[Entries taken from a collection]
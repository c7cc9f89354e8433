//! Diagnostics reported while collecting and resolving examples.
//!
//! The collector and the resolver never log directly: every failure or
//! fallback is turned into a [`Diagnostic`] and handed to a [`Diagnostics`]
//! sink supplied by the caller.
//!
//! - [`TracingDiagnostics`] forwards them to `tracing` (what a generator run wants)
//! - [`CollectedDiagnostics`] keeps them in memory (what a test wants)
//!
//! # Example
//!
//! ```rust
//! use exemplify_core::{ApiDocument, CollectedDiagnostics, ExamplePlaceholder, resolve};
//! use utoipa::openapi::OpenApiBuilder;
//!
//! let document = ApiDocument::new(OpenApiBuilder::new().build());
//! let mut examples = vec![ExamplePlaceholder::reference(
//!     "example",
//!     "application/json",
//!     "#/definitions/Pet",
//! )];
//!
//! let mut diagnostics = CollectedDiagnostics::default();
//! resolve("getPet", &mut examples, &document, &mut diagnostics)?;
//!
//! assert_eq!(diagnostics.len(), 1);
//! # Ok::<(), exemplify_core::ResolveError>(())
//! ```

use std::fmt;

use tracing::{Level, debug, warn};

/// The step of a `#/paths/...` reference that could not be followed.
#[derive(Debug, Clone, PartialEq, Eq)]
pub enum PathStep {
    /// A segment is not a valid JSON pointer token.
    InvalidPointer {
        /// The parser error message.
        error: String,
    },
    /// The reference ends before the named segment.
    MissingSegment {
        /// What the missing segment should have contained.
        expected: &'static str,
    },
    /// The path template is not declared in `paths`.
    UnknownPath {
        /// The decoded path template.
        path: String,
    },
    /// The path exists but does not declare this operation.
    UnknownOperation {
        /// The operation method.
        method: String,
    },
    /// The operation does not declare this response status.
    UnknownResponse {
        /// The response status code.
        status: String,
    },
    /// The response is a reference to an undeclared `#/components/responses` entry.
    UnknownComponentResponse {
        /// The response reference.
        reference: String,
    },
    /// The request body or response has no content.
    MissingContent,
    /// The content map does not declare this media type.
    UnknownContentType {
        /// The decoded content type.
        content_type: String,
    },
    /// The media type has no example with this name.
    UnknownNamedExample {
        /// The example name.
        name: String,
    },
    /// The media type has no single `example` to fall back to.
    MissingDirectExample,
}

impl fmt::Display for PathStep {
    fn fmt(&self, f: &mut fmt::Formatter<'_>) -> fmt::Result {
        match self {
            Self::InvalidPointer { error } => write!(f, "is not a valid pointer: {error}"),
            Self::MissingSegment { expected } => write!(f, "is missing the {expected} segment"),
            Self::UnknownPath { path } => write!(f, "refers to path {path} but it is not defined"),
            Self::UnknownOperation { method } => {
                write!(f, "refers to operation {method} but it is not defined")
            }
            Self::UnknownResponse { status } => {
                write!(f, "refers to response {status} that is not defined")
            }
            Self::UnknownComponentResponse { reference } => {
                write!(f, "refers to response {reference} that is not defined")
            }
            Self::MissingContent => write!(f, "refers to content that is not defined"),
            Self::UnknownContentType { content_type } => {
                write!(f, "refers to mediaType {content_type} that is not defined")
            }
            Self::UnknownNamedExample { name } => {
                write!(f, "refers to example {name} that is not defined")
            }
            Self::MissingDirectExample => {
                write!(f, "refers to a media type without any example")
            }
        }
    }
}

/// Something worth reporting while collecting or resolving examples.
#[derive(Debug, Clone, PartialEq, Eq)]
pub enum Diagnostic {
    /// A named example was collected from a media type.
    ExampleCollected {
        /// The example key.
        key: String,
        /// The media type content type.
        content_type: String,
        /// The response code, or `requestBody`.
        response_code: String,
    },

    /// A placeholder has no value at all, it is dropped.
    MissingValue {
        /// The placeholder key.
        key: String,
        /// The owner being resolved.
        owner: String,
    },

    /// The reference uses an addressing scheme the resolver does not know.
    UnknownPrefix {
        /// The reference string.
        reference: String,
        /// The owner being resolved.
        owner: String,
    },

    /// A `#/components/examples/...` reference targets nothing.
    BrokenComponentsRef {
        /// The reference string.
        reference: String,
        /// The owner being resolved.
        owner: String,
    },

    /// A `#/paths/...` reference could not be followed.
    BrokenPathRef {
        /// The reference string.
        reference: String,
        /// The owner being resolved.
        owner: String,
        /// The failing step.
        step: PathStep,
    },

    /// A `#/paths/...` reference stops at a media type instead of one of its named examples.
    ///
    /// The media type `example` is used anyway.
    MalformedDirectRef {
        /// The reference string.
        reference: String,
        /// The owner being resolved.
        owner: String,
    },

    /// Following a chain of references came back to an already visited one.
    CyclicRef {
        /// The reference that started the chain.
        reference: String,
        /// The reference seen twice.
        repeated: String,
        /// The owner being resolved.
        owner: String,
    },

    /// A reference was replaced by the concrete example it points to.
    Replaced {
        /// The reference string.
        reference: String,
        /// The owner being resolved.
        owner: String,
    },
}

impl Diagnostic {
    /// The level this diagnostic is logged at.
    #[must_use]
    pub fn level(&self) -> Level {
        match self {
            Self::ExampleCollected { .. } | Self::Replaced { .. } => Level::DEBUG,
            Self::MissingValue { .. }
            | Self::UnknownPrefix { .. }
            | Self::BrokenComponentsRef { .. }
            | Self::BrokenPathRef { .. }
            | Self::MalformedDirectRef { .. }
            | Self::CyclicRef { .. } => Level::WARN,
        }
    }

    /// The reference this diagnostic is about, if any.
    #[must_use]
    pub fn reference(&self) -> Option<&str> {
        match self {
            Self::ExampleCollected { .. } | Self::MissingValue { .. } => None,
            Self::UnknownPrefix { reference, .. }
            | Self::BrokenComponentsRef { reference, .. }
            | Self::BrokenPathRef { reference, .. }
            | Self::MalformedDirectRef { reference, .. }
            | Self::CyclicRef { reference, .. }
            | Self::Replaced { reference, .. } => Some(reference),
        }
    }

    /// The operation (or schema) the diagnostic was raised for, if any.
    #[must_use]
    pub fn owner(&self) -> Option<&str> {
        match self {
            Self::ExampleCollected { .. } => None,
            Self::MissingValue { owner, .. }
            | Self::UnknownPrefix { owner, .. }
            | Self::BrokenComponentsRef { owner, .. }
            | Self::BrokenPathRef { owner, .. }
            | Self::MalformedDirectRef { owner, .. }
            | Self::CyclicRef { owner, .. }
            | Self::Replaced { owner, .. } => Some(owner),
        }
    }
}

impl fmt::Display for Diagnostic {
    fn fmt(&self, f: &mut fmt::Formatter<'_>) -> fmt::Result {
        match self {
            Self::ExampleCollected {
                key,
                content_type,
                response_code,
            } => write!(
                f,
                "Adding example: {key} with content type: {content_type} and responseCode: {response_code}"
            ),
            Self::MissingValue { key, owner } => write!(
                f,
                "Example: {key} used in: {owner} refers to an example that does not exist"
            ),
            Self::UnknownPrefix { reference, owner } | Self::BrokenComponentsRef { reference, owner } => {
                write!(
                    f,
                    "Example ref: {reference} used in: {owner} refers to an example that does not exist"
                )
            }
            Self::BrokenPathRef {
                reference,
                owner,
                step,
            } => write!(f, "Example ref: {reference} used in: {owner} {step}"),
            Self::MalformedDirectRef { reference, owner } => write!(
                f,
                "Incorrect example reference found! Replacing Example ref: {reference} used in: {owner} with the media type example"
            ),
            Self::CyclicRef {
                reference,
                repeated,
                owner,
            } => write!(
                f,
                "Example ref: {reference} used in: {owner} loops back to {repeated}"
            ),
            Self::Replaced { reference, owner } => {
                write!(f, "Replacing Example ref: {reference} used in: {owner}")
            }
        }
    }
}

/// A sink receiving the diagnostics of a collect or resolve pass.
pub trait Diagnostics {
    /// Records one diagnostic.
    fn report(&mut self, diagnostic: Diagnostic);
}

/// Forwards diagnostics to `tracing` events.
#[derive(Debug, Clone, Copy, Default)]
pub struct TracingDiagnostics;

impl Diagnostics for TracingDiagnostics {
    fn report(&mut self, diagnostic: Diagnostic) {
        let reference = diagnostic.reference().unwrap_or_default();
        let owner = diagnostic.owner().unwrap_or_default();
        if diagnostic.level() == Level::WARN {
            warn!(reference, owner, "{diagnostic}");
        } else {
            debug!(reference, owner, "{diagnostic}");
        }
    }
}

/// Keeps diagnostics in memory, in reporting order.
#[derive(Debug, Clone, Default, PartialEq, Eq, derive_more::Deref)]
pub struct CollectedDiagnostics(Vec<Diagnostic>);

impl CollectedDiagnostics {
    /// Only the warnings, skipping debug traces.
    pub fn warnings(&self) -> impl Iterator<Item = &Diagnostic> {
        self.0.iter().filter(|diag| diag.level() == Level::WARN)
    }

    /// Consumes the sink, returning the recorded diagnostics.
    #[must_use]
    pub fn into_inner(self) -> Vec<Diagnostic> {
        self.0
    }
}

impl Diagnostics for CollectedDiagnostics {
    fn report(&mut self, diagnostic: Diagnostic) {
        self.0.push(diagnostic);
    }
}
//! Decoding of JSON pointer segments used in example references.
//!
//! Segments are unescaped first (`~1` to `/`, `~0` to `~`), then percent-decoded,
//! so `~1pets~1%7Bid%7D` reads as `/pets/{id}`.

use jsonptr::{Pointer, Token};
use percent_encoding::percent_decode_str;

/// Decodes every segment of a pointer such as `/~1pets/get/responses/200`.
///
/// The empty pointer has no segment.
pub(crate) fn decode_segments(pointer: &str) -> Result<Vec<String>, String> {
    let pointer = Pointer::parse(pointer).map_err(|err| err.to_string())?;
    let segments = pointer
        .tokens()
        .map(|token| percent_decode(&token.decoded()))
        .collect();
    Ok(segments)
}

/// Decodes a single pointer segment, `None` when it holds an invalid `~` escape.
pub(crate) fn decode_segment(segment: &str) -> Option<String> {
    let token = Token::from_encoded(segment).ok()?;
    Some(percent_decode(&token.decoded()))
}

fn percent_decode(segment: &str) -> String {
    percent_decode_str(segment).decode_utf8_lossy().into_owned()
}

» Work instructions:
Where a line in the records above contains the string "crate", return that line.

» Your response:
pub(crate) fn decode_segments(pointer: &str) -> Result<Vec<String>, String> {
pub(crate) fn decode_segment(segment: &str) -> Option<String> {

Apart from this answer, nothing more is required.